Using Diagrams effectively
I recently had to draw some diagrams for a recent project involving a complex GUI. It is all too easy to get sucked into adding more and more detail to UML class diagrams, until in the end you lose the design message you were originally intending to convey. You end up spending more time drawing a diagram which is actually less instructive.
I was interested to see Martin Fowler’s comments on this, in his essay entitled ‘Is Design Dead‘ :
So here’s my advice for using diagrams well.

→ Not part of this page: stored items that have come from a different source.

//! Multihash envelope
//!
//! Binary layout, one byte per header field:
//!
//! ```text
//! byte 0     : algorithm code
//! byte 1     : declared digest length
//! bytes 2..  : the first `declared length` bytes of the digest
//! ```
//!
//! See: <https://github.com/multiformats/multihash>

use std::{
    fmt,
    hash::{Hash, Hasher},
};

use tracing::debug;

use crate::{
    Algorithm, AlgorithmDescriptor, MultihashError, Result,
    base::{self, Base},
    registry::{AlgorithmId, lookup_by_code},
};

/// Size of the `[code][length]` header
pub const HEADER_LEN: usize = 2;

/// Largest length the one byte header field can carry
pub const MAX_DIGEST_LEN: usize = u8::MAX as usize;

/// A digest wrapped with its algorithm code and declared length.
///
/// The full digest is kept even when the envelope is truncated, only the
/// declared prefix is serialized or compared.
#[derive(Clone, Debug)]
pub struct Envelope<A: AlgorithmId> {
    algorithm: A,
    length: u8,
    digest: Vec<u8>,
}

/// Envelope bound to one of the statically known algorithms
pub type Multihash = Envelope<Algorithm>;

/// Envelope whose algorithm was resolved at runtime from a name or header byte
pub type WeakMultihash = Envelope<&'static AlgorithmDescriptor>;

impl<A: AlgorithmId> Envelope<A> {
    /// Wrap the native `digest`, declaring the first `length` bytes.
    ///
    /// Fails with `InvalidLength` unless `digest` is exactly the algorithm's
    /// native length and `0 < length <= native length`.
    pub fn build(algorithm: A, digest: Vec<u8>, length: usize) -> Result<Self> {
        let native = algorithm.descriptor().length;
        if digest.len() != native {
            return Err(MultihashError::InvalidLength {
                length: digest.len(),
                max: native,
            });
        }

        Envelope::with_prefix(algorithm, digest, length)
    }

    /// Declare the first `length` of the held bytes. `digest` may be the
    /// native digest or a parsed prefix, never longer than native.
    fn with_prefix(algorithm: A, digest: Vec<u8>, length: usize) -> Result<Self> {
        let max = digest.len().min(MAX_DIGEST_LEN);
        if length == 0 || length > max {
            return Err(MultihashError::InvalidLength { length, max });
        }

        Ok(Envelope {
            algorithm,
            length: length as u8,
            digest,
        })
    }

    /// Wrap the untruncated output of the algorithm's hasher
    pub(crate) fn from_native(algorithm: A, digest: Vec<u8>) -> Self {
        debug_assert_eq!(digest.len(), algorithm.descriptor().length);
        Envelope {
            algorithm,
            // Registered lengths all fit in the header byte
            length: algorithm.descriptor().length as u8,
            digest,
        }
    }

    /// Parse the binary form.
    ///
    /// Any header problem (short input, unregistered code, declared length not
    /// matching the remaining bytes) is reported as `CorruptedHeader`.
    pub fn from_bytes(bytes: &[u8]) -> Result<Self> {
        let [code, length, digest @ ..] = bytes else {
            debug!("multihash shorter than its header ({} bytes)", bytes.len());
            return Err(MultihashError::CorruptedHeader("missing header".into()));
        };

        let descriptor = lookup_by_code(*code).map_err(|e| {
            debug!("multihash header: {e}");
            MultihashError::CorruptedHeader(format!("unknown algorithm code 0x{code:02x}"))
        })?;

        let length = *length as usize;
        if length == 0 || length != digest.len() || length > descriptor.length {
            debug!(
                "multihash ({}) declares {length} bytes, {} present",
                descriptor.name,
                digest.len()
            );
            return Err(MultihashError::invalid_length());
        }

        // Only the declared prefix is on the wire
        Envelope::with_prefix(A::from_descriptor(descriptor), digest.to_vec(), length)
    }

    /// Decode text, inferring the base from its characters
    pub fn decode(text: &str) -> Result<Self> {
        Self::decode_with(base::infer_base(text)?, text)
    }

    /// Decode text in a known base
    pub fn decode_with(base: Base, text: &str) -> Result<Self> {
        Self::from_bytes(&base::decode(base, text)?)
    }

    pub fn algorithm(&self) -> A {
        self.algorithm
    }

    pub fn code(&self) -> u8 {
        self.algorithm.code()
    }

    pub fn name(&self) -> &'static str {
        self.algorithm.descriptor().name
    }

    /// Declared length
    pub fn length(&self) -> usize {
        self.length as usize
    }

    /// The declared (possibly truncated) digest bytes
    pub fn digest(&self) -> &[u8] {
        &self.digest[..self.length()]
    }

    /// Every digest byte held, including those past the declared length
    pub fn full_digest(&self) -> &[u8] {
        &self.digest
    }

    pub fn is_truncated(&self) -> bool {
        self.length() < self.digest.len()
    }

    /// Re-declare the length. Works in both directions as long as the full
    /// digest is still held; a parsed envelope can only shrink.
    pub fn truncate(&self, length: usize) -> Result<Self> {
        Envelope::with_prefix(self.algorithm, self.digest.clone(), length)
    }

    /// Serialized `[code][length][digest prefix]`
    pub fn to_bytes(&self) -> Vec<u8> {
        let mut result = Vec::with_capacity(HEADER_LEN + self.length());
        result.push(self.code());
        result.push(self.length);
        result.extend_from_slice(self.digest());
        result
    }

    /// Serialize and render in the given base
    pub fn encode(&self, base: Base) -> Result<String> {
        base::encode(base, &self.to_bytes())
    }
}

impl Multihash {
    pub fn to_weak(&self) -> WeakMultihash {
        Envelope {
            algorithm: self.algorithm.descriptor(),
            length: self.length,
            digest: self.digest.clone(),
        }
    }
}

impl WeakMultihash {
    pub fn to_strict(&self) -> Multihash {
        Envelope {
            algorithm: self.algorithm.algorithm,
            length: self.length,
            digest: self.digest.clone(),
        }
    }
}

impl From<WeakMultihash> for Multihash {
    fn from(value: WeakMultihash) -> Self {
        Envelope {
            algorithm: value.algorithm.algorithm,
            length: value.length,
            digest: value.digest,
        }
    }
}

impl From<Multihash> for WeakMultihash {
    fn from(value: Multihash) -> Self {
        Envelope {
            algorithm: value.algorithm.descriptor(),
            length: value.length,
            digest: value.digest,
        }
    }
}

/// Same code, same declared length, same declared bytes
impl<A: AlgorithmId, B: AlgorithmId> PartialEq<Envelope<B>> for Envelope<A> {
    fn eq(&self, other: &Envelope<B>) -> bool {
        self.code() == other.code() && self.digest() == other.digest()
    }
}

impl<A: AlgorithmId> Eq for Envelope<A> {}

impl<A: AlgorithmId> Hash for Envelope<A> {
    fn hash<H: Hasher>(&self, state: &mut H) {
        self.code().hash(state);
        self.digest().hash(state);
    }
}

/// Hex rendering of the serialized form
impl<A: AlgorithmId> fmt::Display for Envelope<A> {
    fn fmt(&self, f: &mut fmt::Formatter) -> fmt::Result {
        write!(f, "{}", hex::encode(self.to_bytes()))
    }
}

First keep in mind what you’re drawing the diagrams for. The primary value is communication. Effective communication means selecting important things and neglecting the less important. This selectivity is the key to using the UML well. Don’t draw every class – only the important ones. For each class, don’t show every attribute and operation – only the important ones. Don’t draw sequence diagrams for all use cases and scenarios – only… you get the picture. A common problem with the common use of diagrams is that people try to make them comprehensive. The code is the best source of comprehensive information, as the code is the easiest thing to keep in sync with the code. For diagrams comprehensiveness is the enemy of comprehensibility.
I suppose effective diagrams are often, by nature, a simplification of real life.
I am thinking now of the London tube map, which famously abandons geograpical accuracy in favour of legibility and good communication. In comparion to the map of the New York metro, it is fabulously easy to interpret.